YOUR INSTRUCTIONS: Every entry here should be copied exactly.
━━━━━━
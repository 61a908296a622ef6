// Copyright 2026 Shunt Contributors
// SPDX-License-Identifier: Apache-2.0

//! The BSD-shaped call surface.
//!
//! Every operation is non-blocking by construction: flow control comes back
//! as `Err(WouldBlock)` / `Err(InProgress)` and callers re-poll through the
//! epoll engine. Errors carry errno-compatible codes via
//! [`SockError::errno`], matching the C surface applications were written
//! against.
//!
//! A `SockHandle` is one thread's attachment to the stack. It is `!Send` on
//! purpose: each thread attaches for itself, and a handle inherited across
//! `fork` is rejected at every call instead of touching the parent's tables.

use std::marker::PhantomData;
use std::sync::Arc;

use shunt_net::{
    CtlOp, Domain, EpollEvent, Interest, Protocol, RawFd, ShutdownHow, SockAddr4, SockError,
    SockResult, SockType, MSG_PEEK,
};

use crate::classify::{AddrTuple, ConnRef};
use crate::egress::TxSink;
use crate::epoll::EpollInstance;
use crate::fd::DescObj;
use crate::socket::{ListenQueue, PendingConn, SockState, SocketEntry};
use crate::stack::Stack;
use crate::tcp;

pub struct SockHandle {
    stack: Arc<Stack>,
    core: usize,
    _not_send: PhantomData<*const ()>,
}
━━━━━━
WRITTEN REPLY:
repository 61a908296a622ef6
// Copyright 2026 Shunt Contributors
// SPDX-License-Identifier: Apache-2.0

//! The BSD-shaped call surface.
//!
//! Every operation is non-blocking by construction: flow control comes back
//! as `Err(WouldBlock)` / `Err(InProgress)` and callers re-poll through the
//! epoll engine. Errors carry errno-compatible codes via
//! [`SockError::errno`], matching the C surface applications were written
//! against.
//!
//! A `SockHandle` is one thread's attachment to the stack. It is `!Send` on
//! purpose: each thread attaches for itself, and a handle inherited across
//! `fork` is rejected at every call instead of touching the parent's tables.

use std::marker::PhantomData;
use std::sync::Arc;

use shunt_net::{
    CtlOp, Domain, EpollEvent, Interest, Protocol, RawFd, ShutdownHow, SockAddr4, SockError,
    SockResult, SockType, MSG_PEEK,
};

use crate::classify::{AddrTuple, ConnRef};
use crate::egress::TxSink;
use crate::epoll::EpollInstance;
use crate::fd::DescObj;
use crate::socket::{ListenQueue, PendingConn, SockState, SocketEntry};
use crate::stack::Stack;
use crate::tcp;

pub struct SockHandle {
    stack: Arc<Stack>,
    core: usize,
    _not_send: PhantomData<*const ()>,
}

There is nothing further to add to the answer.